Não existe uma quantidade única de café que funcione da mesma maneira para todas as pessoas. De modo geral, pesquisas sobre saúde hepática costumam encontrar associação com benefícios entre duas e quatro xícaras por dia, dependendo do tamanho da xícara, do tipo de café e da quantidade de cafeína presente na bebida.
Para adultos saudáveis, uma referência amplamente utilizada é o limite de até 400 miligramas de cafeína por dia. Entretanto, essa quantidade não deve ser encarada como uma meta de consumo. A sensibilidade à cafeína varia bastante entre os indivíduos, e algumas pessoas podem apresentar efeitos desagradáveis mesmo com doses menores.

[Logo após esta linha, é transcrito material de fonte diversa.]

use bytes::{Buf, BufMut, Bytes, BytesMut};

use crate::error::{Error, Result};

pub const RTP_VERSION: u8 = 2;
pub const RTP_MIN_HEADER_SIZE: usize = 12;

/// RTP fixed header (RFC 3550 §5.1), grounded on
/// `rvoip-rtp-core::packet::RtpHeader`.
#[derive(Debug, Clone, PartialEq, Eq)]
pub struct RtpHeader {
    pub version: u8,
    pub padding: bool,
    pub extension: bool,
    pub marker: bool,
    pub payload_type: u8,
    pub sequence_number: u16,
    pub timestamp: u32,
    pub ssrc: u32,
    pub csrc: Vec<u32>,
}

impl RtpHeader {
    pub fn new(payload_type: u8, sequence_number: u16, timestamp: u32, ssrc: u32) -> Self {
        RtpHeader {
            version: RTP_VERSION,
            padding: false,
            extension: false,
            marker: false,
            payload_type,
            sequence_number,
            timestamp,
            ssrc,
            csrc: Vec::new(),
        }
    }

    pub fn size(&self) -> usize {
        RTP_MIN_HEADER_SIZE + self.csrc.len() * 4
    }

    pub fn parse(buf: &mut impl Buf) -> Result<Self> {
        if buf.remaining() < RTP_MIN_HEADER_SIZE {
            return Err(Error::BufferTooSmall {
                required: RTP_MIN_HEADER_SIZE,
                available: buf.remaining(),
            });
        }
        let first = buf.get_u8();
        let version = first >> 6;
        if version != RTP_VERSION {
            return Err(Error::InvalidPacket(format!("unsupported version {version}")));
        }
        let padding = (first >> 5) & 1 != 0;
        let extension = (first >> 4) & 1 != 0;
        let cc = first & 0x0F;

        let second = buf.get_u8();
        let marker = (second >> 7) != 0;
        let payload_type = second & 0x7F;

        let sequence_number = buf.get_u16();
        let timestamp = buf.get_u32();
        let ssrc = buf.get_u32();

        if buf.remaining() < cc as usize * 4 {
            return Err(Error::BufferTooSmall {
                required: cc as usize * 4,
                available: buf.remaining(),
            });
        }
        let mut csrc = Vec::with_capacity(cc as usize);
        for _ in 0..cc {
            csrc.push(buf.get_u32());
        }

        if extension {
            if buf.remaining() < 4 {
                return Err(Error::BufferTooSmall {
                    required: 4,
                    available: buf.remaining(),
                });
            }
            let _ext_id = buf.get_u16();
            let ext_words = buf.get_u16() as usize;
            let ext_len = ext_words * 4;
            if buf.remaining() < ext_len {
                return Err(Error::BufferTooSmall {
                    required: ext_len,
                    available: buf.remaining(),
                });
            }
            buf.advance(ext_len);
        }

        // Header extensions are consumed but not retained: this core has no
        // extension payload to round-trip, so the flag is normalized off.
        Ok(RtpHeader {
            version,
            padding,
            extension: false,
            marker,
            payload_type,
            sequence_number,
            timestamp,
            ssrc,
            csrc,
        })
    }

    pub fn serialize(&self, buf: &mut BytesMut) {
        let mut first = (self.version & 0x03) << 6;
        if self.padding {
            first |= 1 << 5;
        }
        if self.extension {
            first |= 1 << 4;
        }
        first |= self.csrc.len() as u8 & 0x0F;
        buf.put_u8(first);

        let mut second = 0u8;
        if self.marker {
            second |= 1 << 7;
        }
        second |= self.payload_type & 0x7F;
        buf.put_u8(second);

        buf.put_u16(self.sequence_number);
        buf.put_u32(self.timestamp);
        buf.put_u32(self.ssrc);
        for c in &self.csrc {
            buf.put_u32(*c);
        }
    }
}

/// An RTP packet: fixed header plus opaque payload bytes. Payload
/// interpretation (codec framing) belongs to the media plane, not here.
#[derive(Debug, Clone, PartialEq, Eq)]
pub struct RtpPacket {
    pub header: RtpHeader,
    pub payload: Bytes,
}

impl RtpPacket {
    pub fn new(header: RtpHeader, payload: Bytes) -> Self {
        RtpPacket { header, payload }
    }

    pub fn parse(data: &[u8]) -> Result<Self> {
        let mut buf = Bytes::copy_from_slice(data);
        let header = RtpHeader::parse(&mut buf)?;
        Ok(RtpPacket { header, payload: buf })
    }

    pub fn serialize(&self) -> Bytes {
        let mut buf = BytesMut::with_capacity(self.header.size() + self.payload.len());
        self.header.serialize(&mut buf);
        buf.put_slice(&self.payload);
        buf.freeze()
    }
}

#[cfg(test)]
mod tests {
    use super::*;

    #[test]
    fn header_round_trips() {
        let header = RtpHeader::new(0, 1000, 160_000, 0xDEADBEEF);
        let mut buf = BytesMut::new();
        header.serialize(&mut buf);
        let mut reader = buf.freeze();
        let parsed = RtpHeader::parse(&mut reader).unwrap();
        assert_eq!(parsed, header);
    }

    #[test]
    fn packet_round_trips_with_payload() {
        let header = RtpHeader::new(8, 42, 320, 1);
        let packet = RtpPacket::new(header.clone(), Bytes::from_static(b"payload"));
        let wire = packet.serialize();
        let parsed = RtpPacket::parse(&wire).unwrap();
        assert_eq!(parsed.header, header);
        assert_eq!(parsed.payload.as_ref(), b"payload");
    }

    #[test]
    fn rejects_short_buffer() {
        let err = RtpHeader::parse(&mut Bytes::from_static(&[0u8; 4])).unwrap_err();
        assert!(matches!(err, Error::BufferTooSmall { .. }));
    }
}
//! SDP Codec (spec C3): parses/serializes SDP offer/answer at the level
//! needed to drive the media plane, per RFC 4566 and the offer/answer
//! model of RFC 3264.
//!
//! Grounded on `rvoip-sip-core::sdp` (line-oriented parsing split between
//! session-level and media-level attribute handlers, `nom` for the
//! structured lines, manual fallback for the loosely-typed ones) and
//! `rvoip-sip-core::types::sdp` (the `ParsedAttribute` enum style), but
//! made self-contained: the media plane core does not need the rest of
//! `sip-core`'s SIP message model, only the SDP body.

mod direction;
mod error;
mod media;
mod parser;
mod serializer;
mod session;

pub use direction::Direction;
pub use error::{Error, Result};
pub use media::{MediaDescription, SdpMediaFormat};
pub use parser::parse_sdp;
pub use serializer::serialize_sdp;
pub use session::{ConnectionData, Origin, SdpSession};
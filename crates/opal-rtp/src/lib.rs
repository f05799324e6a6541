//! RTP/RTCP session transport (C7) and adaptive jitter buffer (C8),
//! grounded on `rvoip-rtp-core` and `original_source/src/rtp/rtp_session.cxx`.

pub mod error;
pub mod jitter;
pub mod packet;
pub mod reorder;
pub mod rtcp;
pub mod session;
pub mod stats;

pub use error::{Error, Result};
pub use jitter::{JitterBuffer, JitterBufferConfig, JitterBufferStats};
pub use packet::{RtpHeader, RtpPacket};
pub use rtcp::{NtpTimestamp, RtcpFeedback, RtcpPacket};
pub use session::{DeliveredFrame, MediaCommand, RtpSession, RtpSessionConfig, RtpSessionState};
pub use stats::RtpSessionStats;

A maneira como o café é preparado também merece atenção. Bebidas com grandes quantidades de açúcar, cremes, xaropes e outros ingredientes podem aumentar consideravelmente o consumo de calorias, o que não favorece uma alimentação equilibrada. Para quem busca os possíveis benefícios associados à bebida, o café sem excesso de açúcar costuma ser uma opção mais adequada.
Também é importante observar os horários. Como a cafeína pode permanecer ativa no organismo por várias horas, tomar café próximo ao momento de dormir pode prejudicar o sono em pessoas mais sensíveis. Nesse caso, o benefício potencial para o fígado não compensa um hábito que esteja comprometendo a qualidade do descanso.